Os dias que seguiram foram, talvez, os melhores e piores da minha vida.
E talvez... por isso, também os mais perigosos.
Carajá do Sul, por fora, era uma cidade qualquer.
Praia, pescadores, lojinhas de artesanato.
Mas bastava olhar um pouco mais de perto — e tudo começava a parecer... errado.
Mas por conta dessa cidade, um dia caminhando na praia, encontrei as pessoas que mudariam a minha vida para sempre sem nem saberem disso.
Vamos pular para a parte que é compatível que seja compartilhado.
Quando estávamos na praia em algum momento, Ivan tinha percebido que seu amigo Jão, havia desaparecido, ninguém o viu por um tempo.
Jão era — ou tinha sido — o melhor amigo de Ivan desde criança.
Aqueles amigos de infância que conhecem cada falha, cada história, cada trauma do outro.
Mas a situação não foi levada tanto a sério assim como eu gostaria de ter levado na época. Todos jovens ingênuos. Talvez pudéssemos ter salvo a vida dele.
Fomos procurá-lo pela cidade enquanto nos conhecíamos melhor. Talvez um pouco demorado demais, talvez o suficiente para alguma tragédia acontecer? Claro que sim, e foi o que aconteceu...
A busca começou de imediato.
Primeiro, os lugares óbvios.
Praia.
Píer.
O campo perto de uma escola velha.
Mas o que encontramos foi... pior.
Perto de um beco, encontramos algo do Jão.
Rasgado.
Sujo.
E com uma mancha escura que... não era lama.
Eu abaixei e peguei o boné com dois dedos, engolindo seco.
“Isso é... sangue?”
Gabriel olhou pros lados, tenso.
Clarabella cruzou os braços, inquieta.
Camily, mais afastada, parecia querer estar em qualquer outro lugar.
“Ok... Isso já não é mais brincadeira.” — ela disse, tremendo.

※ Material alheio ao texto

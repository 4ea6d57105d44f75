//! Structured log events for solver operations.
//!
//! Each function emits a `tracing` event with structured fields.

use cid_core::Context;

/// Log a distribution being attached to a node.
pub fn distribution_attached(variable: &str, kind: &str) {
    tracing::debug!(
        event = "distribution_attached",
        variable = %variable,
        kind = %kind,
        "distribution attached"
    );
}

/// Log a distribution being replaced.
pub fn distribution_replaced(variable: &str) {
    tracing::warn!(
        event = "distribution_replaced",
        variable = %variable,
        "replacing existing distribution"
    );
}

/// Log a materialization left pending until a parent's states are known.
pub fn materialization_deferred(variable: &str) {
    tracing::debug!(
        event = "materialization_deferred",
        variable = %variable,
        "materialization deferred until parent states are known"
    );
}

/// Log a recall failure.
pub fn insufficient_recall(decision: &str, earlier_decision: &str, utility: &str) {
    tracing::warn!(
        event = "insufficient_recall",
        decision = %decision,
        earlier_decision = %earlier_decision,
        utility = %utility,
        "insufficient recall"
    );
}

/// Log a context in which no action had a defined expected utility.
pub fn all_actions_optimal(decision: &str, context: &Context) {
    tracing::warn!(
        event = "all_actions_optimal",
        decision = %decision,
        context = %context,
        "zero probability context, all actions deemed optimal"
    );
}

/// Log a decision rule computed by the solver.
pub fn decision_solved(decision: &str, contexts: usize) {
    tracing::info!(
        event = "decision_solved",
        decision = %decision,
        contexts = contexts,
        "decision rule computed"
    );
}
//! Default values for solver configuration.

/// Actions whose expected utility is within this distance of the best are tied.
pub const DEFAULT_TIE_TOLERANCE: f64 = 1e-9;

/// Allowed deviation of a table column sum from 1.0 in `check_model`.
pub const DEFAULT_VALIDITY_TOLERANCE: f64 = 0.01;

/// Contexts are evaluated sequentially unless explicitly enabled.
pub const DEFAULT_PARALLEL_CONTEXTS: bool = false;
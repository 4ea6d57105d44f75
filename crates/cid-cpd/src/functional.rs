//! Decision rules given as a pure function of parent values.

use std::fmt;
use std::sync::Arc;

use cid_core::constants::STATE_MATCH_TOLERANCE;
use cid_core::errors::DistributionError;

use crate::factor::decompose;
use crate::tabular::TabularCpd;
use crate::view::IModelView;

/// Shared pure function from parent values to the chosen value of the variable.
pub type PolicyFn = Arc<dyn Fn(&ParentValues<'_>) -> f64 + Send + Sync>;

/// One joint assignment of a functional distribution's parents.
#[derive(Debug, Clone, Copy)]
pub struct ParentValues<'a> {
    names: &'a [String],
    indices: &'a [usize],
    values: &'a [f64],
}

impl<'a> ParentValues<'a> {
    pub fn len(&self) -> usize {
        self.names.len()
    }

    pub fn is_empty(&self) -> bool {
        self.names.is_empty()
    }

    pub fn names(&self) -> &'a [String] {
        self.names
    }

    /// State index of each parent.
    pub fn indices(&self) -> &'a [usize] {
        self.indices
    }

    /// Numeric state value of each parent.
    pub fn values(&self) -> &'a [f64] {
        self.values
    }

    /// Value of the parent called `name`.
    pub fn get(&self, name: &str) -> Option<f64> {
        self.position(name).map(|i| self.values[i])
    }

    /// State index of the parent called `name`.
    pub fn index_of(&self, name: &str) -> Option<usize> {
        self.position(name).map(|i| self.indices[i])
    }

    fn position(&self, name: &str) -> Option<usize> {
        self.names.iter().position(|n| n == name)
    }
}

/// A deterministic distribution computed by a function of the parents' values.
///
/// The state space is either declared up front, in which case every output must match a
/// declared value, or derived as the sorted distinct outputs over all parent assignments.
#[derive(Clone)]
pub struct FunctionalCpd {
    variable: String,
    evidence: Vec<String>,
    function: PolicyFn,
    declared_states: Option<Vec<f64>>,
    table: Option<TabularCpd>,
}

impl fmt::Debug for FunctionalCpd {
    fn fmt(&self, f: &mut fmt::Formatter<'_>) -> fmt::Result {
        f.debug_struct("FunctionalCpd")
            .field("variable", &self.variable)
            .field("evidence", &self.evidence)
            .field("declared_states", &self.declared_states)
            .field("table", &self.table)
            .finish_non_exhaustive()
    }
}

impl FunctionalCpd {
    pub fn new<F>(variable: impl Into<String>, evidence: Vec<String>, function: F) -> Self
    where
        F: Fn(&ParentValues<'_>) -> f64 + Send + Sync + 'static,
    {
        Self {
            variable: variable.into(),
            evidence,
            function: Arc::new(function),
            declared_states: None,
            table: None,
        }
    }

    /// Fix the state space instead of deriving it from the outputs.
    pub fn with_states(mut self, states: Vec<f64>) -> Self {
        self.declared_states = Some(states);
        self
    }

    pub fn variable(&self) -> &str {
        &self.variable
    }

    pub fn evidence(&self) -> &[String] {
        &self.evidence
    }

    pub fn table(&self) -> Option<&TabularCpd> {
        self.table.as_ref()
    }

    pub fn cardinality(&self) -> Option<usize> {
        self.states().map(<[f64]>::len)
    }

    pub fn states(&self) -> Option<&[f64]> {
        match &self.table {
            Some(table) => Some(table.states()),
            None => self.declared_states.as_deref(),
        }
    }

    /// Tabulate the function given each parent's state values, in evidence order.
    pub fn evaluate(&self, parent_states: &[Vec<f64>]) -> Result<TabularCpd, DistributionError> {
        if parent_states.len() != self.evidence.len() {
            return Err(DistributionError::InvalidTable {
                variable: self.variable.clone(),
                reason: format!(
                    "{} parent state lists for {} evidence variables",
                    parent_states.len(),
                    self.evidence.len()
                ),
            });
        }
        let cards: Vec<usize> = parent_states.iter().map(Vec::len).collect();
        let columns: usize = cards.iter().product();

        let mut outputs = Vec::with_capacity(columns);
        for column in 0..columns {
            let indices = decompose(column, &cards);
            let values: Vec<f64> = indices
                .iter()
                .zip(parent_states)
                .map(|(&i, states)| states[i])
                .collect();
            let out = (self.function)(&ParentValues {
                names: &self.evidence,
                indices: &indices,
                values: &values,
            });
            if !out.is_finite() {
                return Err(DistributionError::InvalidTable {
                    variable: self.variable.clone(),
                    reason: format!("function returned {out} for parent states {indices:?}"),
                });
            }
            outputs.push(out);
        }

        let domain = match &self.declared_states {
            Some(states) => states.clone(),
            None => {
                let mut distinct = outputs.clone();
                distinct.sort_by(f64::total_cmp);
                distinct.dedup();
                distinct
            }
        };

        let choices = outputs
            .iter()
            .map(|&out| {
                domain
                    .iter()
                    .position(|&s| (s - out).abs() <= STATE_MATCH_TOLERANCE)
                    .ok_or_else(|| DistributionError::ValueOutOfDomain {
                        variable: self.variable.clone(),
                        value: out,
                    })
            })
            .collect::<Result<Vec<_>, _>>()?;

        TabularCpd::deterministic(
            self.variable.clone(),
            domain.len(),
            self.evidence.clone(),
            cards,
            domain,
            &choices,
        )
    }

    /// Tabulate against the model's current parent states.
    /// Returns `Ok(false)` and clears the table while a parent's states are unknown.
    pub fn materialize(&mut self, view: &dyn IModelView) -> Result<bool, DistributionError> {
        let mut parent_states = Vec::with_capacity(self.evidence.len());
        for parent in &self.evidence {
            match view.states(parent) {
                Some(states) => parent_states.push(states),
                None => {
                    self.table = None;
                    return Ok(false);
                }
            }
        }
        self.table = Some(self.evaluate(&parent_states)?);
        Ok(true)
    }

    pub fn to_tabular(&self) -> Result<TabularCpd, DistributionError> {
        self.table
            .clone()
            .ok_or_else(|| DistributionError::NotMaterialized {
                variable: self.variable.clone(),
            })
    }
}
//! Exact inference by variable elimination.

use std::collections::{BTreeSet, HashSet};

use cid_core::errors::{CidError, CidResult, InferenceError};
use cid_core::Context;
use cid_cpd::{Distribution, Factor};
use cid_graph::traversal;

use super::elimination_order::min_neighbors_order;
use super::IInferenceEngine;
use crate::model::CausalInfluenceDiagram;

/// The default inference engine.
///
/// Only ancestors of the targets and evidence contribute to the answer, so everything else
/// is pruned before any factor is built. Evidence enters as indicator factors, which keeps
/// the result unnormalized.
#[derive(Debug, Clone, Copy, Default)]
pub struct VariableElimination;

impl VariableElimination {
    pub fn new() -> Self {
        Self
    }

    /// The factor for `node`, checked against the graph.
    fn node_factor(&self, model: &CausalInfluenceDiagram, node: &str) -> CidResult<Factor> {
        let dist = model.attached(node)?;
        if let Distribution::Continuous(_) = dist {
            return Err(InferenceError::UnsupportedDistribution {
                variable: node.to_string(),
                kind: dist.kind().to_string(),
            }
            .into());
        }
        let table = dist.to_tabular()?;

        let parents = model.parents(node);
        let declared_parents: BTreeSet<&str> = table.evidence().iter().map(String::as_str).collect();
        let graph_parents: BTreeSet<&str> = parents.iter().map(String::as_str).collect();
        if declared_parents != graph_parents {
            return Err(CidError::ParentMismatch {
                node: node.to_string(),
                expected: parents,
                actual: table.evidence().to_vec(),
            });
        }
        for (parent, &declared) in table.evidence().iter().zip(table.evidence_card()) {
            let actual = model.cardinality(parent)?;
            if actual != declared {
                return Err(InferenceError::CardinalityMismatch {
                    variable: node.to_string(),
                    parent: parent.clone(),
                    declared,
                    actual,
                }
                .into());
            }
        }
        Ok(table.to_factor())
    }
}

impl IInferenceEngine for VariableElimination {
    fn query(
        &self,
        model: &CausalInfluenceDiagram,
        targets: &[String],
        evidence: &Context,
    ) -> CidResult<Factor> {
        let graph = model.graph();
        for variable in targets.iter().map(String::as_str).chain(evidence.variables()) {
            if !graph.contains(variable) {
                return Err(InferenceError::UnknownVariable {
                    variable: variable.to_string(),
                }
                .into());
            }
        }

        let mut wanted: Vec<String> = Vec::with_capacity(targets.len());
        for target in targets {
            if !wanted.contains(target) {
                wanted.push(target.clone());
            }
        }

        let relevant: HashSet<String> = traversal::ancestors_of_all(
            graph,
            wanted.iter().map(String::as_str).chain(evidence.variables()),
        );

        let mut factors = Vec::with_capacity(relevant.len() + evidence.len());
        for node in graph.topological_order() {
            if relevant.contains(&node) {
                factors.push(self.node_factor(model, &node)?);
            }
        }
        for (variable, index) in evidence.iter() {
            let cardinality = model.cardinality(variable)?;
            if index >= cardinality {
                return Err(InferenceError::EvidenceOutOfRange {
                    variable: variable.to_string(),
                    index,
                    cardinality,
                }
                .into());
            }
            factors.push(Factor::indicator(variable, cardinality, index));
        }

        let eliminate: BTreeSet<String> = relevant
            .iter()
            .filter(|n| !wanted.contains(n))
            .cloned()
            .collect();
        let moral = graph.subgraph(&relevant).moralize();

        for variable in min_neighbors_order(&moral, &eliminate) {
            let (touching, rest): (Vec<Factor>, Vec<Factor>) =
                factors.into_iter().partition(|f| f.contains(&variable));
            factors = rest;
            if touching.is_empty() {
                continue;
            }
            let product = touching
                .iter()
                .fold(Factor::scalar(1.0), |acc, f| acc.product(f));
            factors.push(product.marginalize(&variable));
        }

        let joint = factors
            .iter()
            .fold(Factor::scalar(1.0), |acc, f| acc.product(f));
        joint.permute(&wanted).ok_or_else(|| {
            InferenceError::UnknownVariable {
                variable: wanted.join(","),
            }
            .into()
        })
    }
}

Um alto barulho pôde ser escutado vindo de dentro do beco.
Como se algo tivesse caído no chão.
Atraídos pela curiosidade e teimosia. Alguns de nós entramos.
Segundos depois, vimos.
Entre as sombras, uma silhueta.
Magra.
Desproporcional.
Agachada.
A coisa virou lentamente.
Seus olhos estavam...
brancos.
Leitosos.
Mortos.
Sua pele — fina, rachada, escorrendo algo que parecia... suor e sangue ao mesmo tempo.
(O segundo estágio.)
Ele iria nos atacar. Nos matar. O que era aquilo? Algum tipo de morto vivo?
Teria sido o fim, ali mesmo.
Se não fosse por ela.
Um estampido seco cortou o ar.
E então... luz.
Luz azulada, forte, saindo de um bastão estranho — algo que parecia parte arma.
A criatura se contorceu, gritou.
E em segundos, colapsou no chão.
Aquilo tinha sido? Um ritual?
Na beira da luz, uma mulher.
Roupas pretas.
E o símbolo — um que eu nunca tinha visto antes, mas que anos depois entenderia perfeitamente:
A Ordem.
Ou... o que na época era chamada de Ordo Realitas. Hoje, Ordem Santoro.
“Vocês... não deveriam estar aqui.” — ela disse, olhando pra gente, séria. — “Vão pra casa. Agora.”
Mas antes que pudéssemos responder...
Ela sumiu.
Desapareceu na neblina.
Assim como Jão.
E a nossa esperança de que algum dia nós pudéssemos ser normais novamente.